Revenue Growth and SHOP Performance
Diversified Healthcare Trust reported a notable increase in total revenues, reaching $379.6 million for the fourth quarter, marking a 5% year-over-year rise. The SHOP segment showed significant improvement, with occupancy hitting 80% for the first time since early 2020. This was complemented by a 56% boost in SHOP NOI and a 7.3% increase in SHOP revenues, underscoring the segment’s robust recovery and contribution to the company’s overall performance.

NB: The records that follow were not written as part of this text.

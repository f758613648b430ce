//! reqwest implementation of `RunBackend` against the Assistants v2 API.

use reqwest::{Client, RequestBuilder};
use tcommon::{AgentId, ThreadId};

use crate::adapters::http::{endpoint, send_json};
use crate::{
    AgentSpec, Message, MessageAck, ProviderError, ProviderFuture, RunBackend, RunHandle,
    RunStatus, SecretString,
};

use super::serde_api::{
    ApiDeleted, ApiMessage, ApiMessageList, ApiObject, ApiRun, CreateAssistantBody,
    CreateMessageBody, CreateRunBody, messages_oldest_first, parse_run_status,
};

pub const DEFAULT_BASE_URL: &str = "https://api.openai.com/v1";
const BETA_HEADER: (&str, &str) = ("OpenAI-Beta", "assistants=v2");
const BACKEND_LABEL: &str = "Assistants";
const MESSAGE_PAGE_LIMIT: u32 = 100;

#[derive(Debug)]
pub struct AssistantsHttpBackend {
    client: Client,
    base_url: String,
    api_key: SecretString,
}

impl AssistantsHttpBackend {
    pub fn new(client: Client, api_key: SecretString) -> Self {
        Self {
            client,
            base_url: DEFAULT_BASE_URL.to_string(),
            api_key,
        }
    }

    pub fn with_base_url(mut self, base_url: impl Into<String>) -> Self {
        self.base_url = base_url.into();
        self
    }

    fn authorize(&self, builder: RequestBuilder) -> RequestBuilder {
        builder
            .bearer_auth(self.api_key.expose())
            .header(BETA_HEADER.0, BETA_HEADER.1)
    }

    fn get(&self, path: &str) -> RequestBuilder {
        self.authorize(self.client.get(endpoint(&self.base_url, path)))
    }

    fn post(&self, path: &str) -> RequestBuilder {
        self.authorize(self.client.post(endpoint(&self.base_url, path)))
    }
}

impl RunBackend for AssistantsHttpBackend {
    fn create_agent<'a>(
        &'a self,
        spec: &'a AgentSpec,
    ) -> ProviderFuture<'a, Result<AgentId, ProviderError>> {
        Box::pin(async move {
            spec.validate()?;
            let body = CreateAssistantBody {
                name: &spec.name,
                instructions: &spec.instructions,
                model: &spec.model,
            };
            let created: ApiObject =
                send_json(self.post("assistants").json(&body), BACKEND_LABEL).await?;
            Ok(AgentId::new(created.id))
        })
    }

    fn delete_agent<'a>(
        &'a self,
        agent_id: &'a AgentId,
    ) -> ProviderFuture<'a, Result<bool, ProviderError>> {
        Box::pin(async move {
            let url = endpoint(&self.base_url, &format!("assistants/{agent_id}"));
            let deleted: ApiDeleted =
                send_json(self.authorize(self.client.delete(url)), BACKEND_LABEL).await?;
            Ok(deleted.deleted)
        })
    }

    fn create_thread<'a>(&'a self) -> ProviderFuture<'a, Result<ThreadId, ProviderError>> {
        Box::pin(async move {
            let created: ApiObject = send_json(
                self.post("threads").json(&serde_json::json!({})),
                BACKEND_LABEL,
            )
            .await?;
            Ok(ThreadId::new(created.id))
        })
    }

    fn post_message<'a>(
        &'a self,
        thread_id: &'a ThreadId,
        message: &'a Message,
    ) -> ProviderFuture<'a, Result<MessageAck, ProviderError>> {
        Box::pin(async move {
            let body = CreateMessageBody {
                role: message.role.as_str(),
                content: &message.content,
            };
            let created: ApiMessage = send_json(
                self.post(&format!("threads/{thread_id}/messages")).json(&body),
                BACKEND_LABEL,
            )
            .await?;
            Ok(MessageAck::from(&created))
        })
    }

    fn start_run<'a>(
        &'a self,
        thread_id: &'a ThreadId,
        agent_id: &'a AgentId,
    ) -> ProviderFuture<'a, Result<RunHandle, ProviderError>> {
        Box::pin(async move {
            let body = CreateRunBody {
                assistant_id: agent_id.as_str(),
            };
            let run: ApiRun = send_json(
                self.post(&format!("threads/{thread_id}/runs")).json(&body),
                BACKEND_LABEL,
            )
            .await?;
            Ok(RunHandle::from(run))
        })
    }

    fn run_status<'a>(
        &'a self,
        thread_id: &'a ThreadId,
        run_id: &'a str,
    ) -> ProviderFuture<'a, Result<RunStatus, ProviderError>> {
        Box::pin(async move {
            let run: ApiRun = send_json(
                self.get(&format!("threads/{thread_id}/runs/{run_id}")),
                BACKEND_LABEL,
            )
            .await?;
            Ok(parse_run_status(&run.status))
        })
    }

    fn cancel_run<'a>(
        &'a self,
        thread_id: &'a ThreadId,
        run_id: &'a str,
    ) -> ProviderFuture<'a, Result<(), ProviderError>> {
        Box::pin(async move {
            let _run: ApiRun = send_json(
                self.post(&format!("threads/{thread_id}/runs/{run_id}/cancel")),
                BACKEND_LABEL,
            )
            .await?;
            Ok(())
        })
    }

    fn list_messages<'a>(
        &'a self,
        thread_id: &'a ThreadId,
    ) -> ProviderFuture<'a, Result<Vec<Message>, ProviderError>> {
        Box::pin(async move {
            let request = self
                .get(&format!("threads/{thread_id}/messages"))
                .query(&[("order", "desc".to_string()), ("limit", MESSAGE_PAGE_LIMIT.to_string())]);
            let list: ApiMessageList = send_json(request, BACKEND_LABEL).await?;
            messages_oldest_first(list)
        })
    }
}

Successful Property Sales and Strategic Dispositions
The company successfully completed property sales totaling nearly $179 million in the first quarter of 2025, including the significant sale of the Muse Life Science campus for $159 million. Active marketing efforts for 34 communities are underway, with signed term sheets for five communities targeting proceeds of $68 million by the second quarter of 2025, reflecting a strategic approach to asset management and capital allocation.

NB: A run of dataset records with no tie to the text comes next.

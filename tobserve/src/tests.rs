use std::sync::{Arc, Mutex};
use std::time::Duration;

use tchat::{AssistantError, AssistantHooks};
use tcommon::{AgentId, ThreadId};
use tprovider::{ProviderId, RunStatus};

use crate::{MetricsObservabilityHooks, SafeAssistantHooks, TracingObservabilityHooks};

fn exercise_all_callbacks(hooks: &dyn AssistantHooks) {
    let error = AssistantError::timeout("run did not finish");
    let thread = ThreadId::from("thread_1");

    hooks.on_agent_created(ProviderId::StatefulRun, &AgentId::from("asst_1"));
    hooks.on_agent_failed(ProviderId::Stateless, &error);
    hooks.on_thread_created(ProviderId::Stateless, &thread);
    hooks.on_thread_cleared(ProviderId::Stateless, &thread, true);
    hooks.on_send_start(ProviderId::StatefulRun, None);
    hooks.on_send_start(ProviderId::StatefulRun, Some(&thread));
    hooks.on_send_success(ProviderId::StatefulRun, &thread, Duration::from_millis(20));
    hooks.on_send_failure(
        ProviderId::StatefulRun,
        Some(&thread),
        &error,
        Duration::from_millis(20),
    );
    hooks.on_run_started(ProviderId::StatefulRun, &thread, "run_1");
    hooks.on_run_poll(
        ProviderId::StatefulRun,
        &thread,
        "run_1",
        1,
        RunStatus::InProgress,
    );
    hooks.on_run_terminal(
        ProviderId::StatefulRun,
        &thread,
        "run_1",
        RunStatus::Completed,
        3,
        Duration::from_millis(900),
    );
    hooks.on_run_timeout(
        ProviderId::StatefulRun,
        &thread,
        "run_1",
        12,
        Duration::from_secs(60),
    );
    hooks.on_initialize_complete(1, 1);
}

#[test]
fn tracing_hooks_smoke_test_all_callbacks() {
    exercise_all_callbacks(&TracingObservabilityHooks);
}

#[test]
fn metrics_hooks_smoke_test_all_callbacks() {
    exercise_all_callbacks(&MetricsObservabilityHooks);
}

#[derive(Default, Clone)]
struct RecordingHooks {
    events: Arc<Mutex<Vec<&'static str>>>,
}

impl AssistantHooks for RecordingHooks {
    fn on_send_start(&self, _provider: ProviderId, _thread_id: Option<&ThreadId>) {
        self.events.lock().expect("events lock").push("send_start");
    }

    fn on_run_timeout(
        &self,
        _provider: ProviderId,
        _thread_id: &ThreadId,
        _run_id: &str,
        _polls: u32,
        _elapsed: Duration,
    ) {
        self.events.lock().expect("events lock").push("run_timeout");
    }
}

struct PanickingHooks;

impl AssistantHooks for PanickingHooks {
    fn on_send_start(&self, _provider: ProviderId, _thread_id: Option<&ThreadId>) {
        panic!("observer failure");
    }

    fn on_initialize_complete(&self, _succeeded: usize, _failed: usize) {
        panic!("observer failure");
    }
}

#[test]
fn safe_hooks_forward_to_inner_hooks() {
    let recording = RecordingHooks::default();
    let safe = SafeAssistantHooks::new(recording.clone());

    safe.on_send_start(ProviderId::Stateless, None);
    safe.on_run_timeout(
        ProviderId::StatefulRun,
        &ThreadId::from("thread_1"),
        "run_1",
        4,
        Duration::from_secs(1),
    );

    let events = recording.events.lock().expect("events lock").clone();
    assert_eq!(events, vec!["send_start", "run_timeout"]);
}

#[test]
fn safe_hooks_swallow_observer_panics() {
    let safe = SafeAssistantHooks::new(PanickingHooks);

    safe.on_send_start(ProviderId::Stateless, None);
    safe.on_initialize_complete(2, 0);
    exercise_all_callbacks(&safe);
}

Financing Strategy and Debt Management
Diversified Healthcare Trust has made strides in its financing strategy, securing term sheets for $340 million in anticipated loan proceeds at a favorable interest rate of approximately 6.5%. The company is proactively addressing its 2025 and 2026 debt maturities through substantial asset sales and refinancing plans, demonstrating a commitment to maintaining financial stability and flexibility.
Increased FFO and NOI
The fourth quarter saw a significant increase in normalized FFO, reaching $5.3 million or $0.02 per share, which represents a 31% sequential quarter increase. Additionally, same property cash basis NOI improved by 18.7% year over year, highlighting the company’s operational efficiency and effective cost management.
Sequential Decline in NOI
Despite the positive trends, the company experienced a 1.4% sequential decline in same property cash basis NOI, primarily due to additional insurance remediation costs from hurricanes that impacted the SHOP segment’s fourth-quarter results.
Tenant Vacancy and Lease Expirations
Tenant vacancies pose a challenge, with approximately 7.9% of annualized revenue in the medical office and life science portfolio scheduled to expire by the end of 2025. This includes a significant tenant vacating in the first quarter of 2025, occupying close to 233,000 square feet, which could impact future revenue streams.

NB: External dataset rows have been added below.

//! Metrics-based hooks for adapter and orchestrator activity.
//!
//! ```rust
//! use tchat::AssistantHooks;
//! use tobserve::MetricsObservabilityHooks;
//!
//! fn accepts_hooks(_hooks: &dyn AssistantHooks) {}
//!
//! let hooks = MetricsObservabilityHooks;
//! accepts_hooks(&hooks);
//! ```

use std::time::Duration;

use tchat::{AssistantError, AssistantHooks};
use tcommon::{AgentId, ThreadId};
use tprovider::{ProviderId, RunStatus};

#[derive(Debug, Clone, Copy, Default)]
pub struct MetricsObservabilityHooks;

impl AssistantHooks for MetricsObservabilityHooks {
    fn on_agent_created(&self, provider: ProviderId, _agent_id: &AgentId) {
        metrics::counter!(
            "tandem_agent_created_total",
            "provider" => provider.to_string()
        )
        .increment(1);
    }

    fn on_agent_failed(&self, provider: ProviderId, error: &AssistantError) {
        metrics::counter!(
            "tandem_agent_failed_total",
            "provider" => provider.to_string(),
            "error_kind" => error.kind.as_str()
        )
        .increment(1);
    }

    fn on_thread_created(&self, provider: ProviderId, _thread_id: &ThreadId) {
        metrics::counter!(
            "tandem_thread_created_total",
            "provider" => provider.to_string()
        )
        .increment(1);
    }

    fn on_thread_cleared(&self, provider: ProviderId, _thread_id: &ThreadId, existed: bool) {
        metrics::counter!(
            "tandem_thread_cleared_total",
            "provider" => provider.to_string(),
            "existed" => existed.to_string()
        )
        .increment(1);
    }

    fn on_send_start(&self, provider: ProviderId, _thread_id: Option<&ThreadId>) {
        metrics::counter!(
            "tandem_send_start_total",
            "provider" => provider.to_string()
        )
        .increment(1);
    }

    fn on_send_success(&self, provider: ProviderId, _thread_id: &ThreadId, elapsed: Duration) {
        metrics::counter!(
            "tandem_send_success_total",
            "provider" => provider.to_string()
        )
        .increment(1);
        metrics::histogram!(
            "tandem_send_duration_seconds",
            "provider" => provider.to_string(),
            "outcome" => "success"
        )
        .record(elapsed.as_secs_f64());
    }

    fn on_send_failure(
        &self,
        provider: ProviderId,
        _thread_id: Option<&ThreadId>,
        error: &AssistantError,
        elapsed: Duration,
    ) {
        metrics::counter!(
            "tandem_send_failure_total",
            "provider" => provider.to_string(),
            "error_kind" => error.kind.as_str()
        )
        .increment(1);
        metrics::histogram!(
            "tandem_send_duration_seconds",
            "provider" => provider.to_string(),
            "outcome" => "failure"
        )
        .record(elapsed.as_secs_f64());
    }

    fn on_run_started(&self, provider: ProviderId, _thread_id: &ThreadId, _run_id: &str) {
        metrics::counter!(
            "tandem_run_started_total",
            "provider" => provider.to_string()
        )
        .increment(1);
    }

    fn on_run_poll(
        &self,
        provider: ProviderId,
        _thread_id: &ThreadId,
        _run_id: &str,
        _poll: u32,
        _status: RunStatus,
    ) {
        metrics::counter!(
            "tandem_run_poll_total",
            "provider" => provider.to_string()
        )
        .increment(1);
    }

    fn on_run_terminal(
        &self,
        provider: ProviderId,
        _thread_id: &ThreadId,
        _run_id: &str,
        status: RunStatus,
        polls: u32,
        elapsed: Duration,
    ) {
        metrics::counter!(
            "tandem_run_terminal_total",
            "provider" => provider.to_string(),
            "status" => status.as_str()
        )
        .increment(1);
        metrics::histogram!(
            "tandem_run_polls",
            "provider" => provider.to_string()
        )
        .record(f64::from(polls));
        metrics::histogram!(
            "tandem_run_duration_seconds",
            "provider" => provider.to_string()
        )
        .record(elapsed.as_secs_f64());
    }

    fn on_run_timeout(
        &self,
        provider: ProviderId,
        _thread_id: &ThreadId,
        _run_id: &str,
        _polls: u32,
        elapsed: Duration,
    ) {
        metrics::counter!(
            "tandem_run_timeout_total",
            "provider" => provider.to_string()
        )
        .increment(1);
        metrics::histogram!(
            "tandem_run_duration_seconds",
            "provider" => provider.to_string()
        )
        .record(elapsed.as_secs_f64());
    }

    fn on_initialize_complete(&self, succeeded: usize, failed: usize) {
        metrics::gauge!("tandem_initialized_providers", "outcome" => "success")
            .set(succeeded as f64);
        metrics::gauge!("tandem_initialized_providers", "outcome" => "failure")
            .set(failed as f64);
    }
}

Expense Growth and Weather Impacts
The company faced a 3.9% increase in expenses, driven by rising salary and wages, general maintenance, and one-time weather-related impacts totaling $4.4 million. These factors contributed to the overall cost pressures experienced during the quarter.
Forward-Looking Guidance
Looking ahead, Diversified Healthcare Trust provided optimistic guidance for 2025, with expectations of SHOP NOI ranging from $120 to $135 million and medical office and life science NOI projected at $104 to $112 million. The company anticipates a significant reduction in CapEx, expected to be between $150 and $170 million. Additionally, the refinancing strategy includes $340 million in anticipated loan proceeds, addressing upcoming debt maturities and ensuring financial resilience.
In conclusion, Diversified Healthcare Trust’s earnings call highlighted a generally positive outlook, with strong revenue growth and strategic initiatives driving optimism. While challenges such as tenant vacancies and increased expenses remain, the company’s proactive measures in financing and asset management position it well for future success.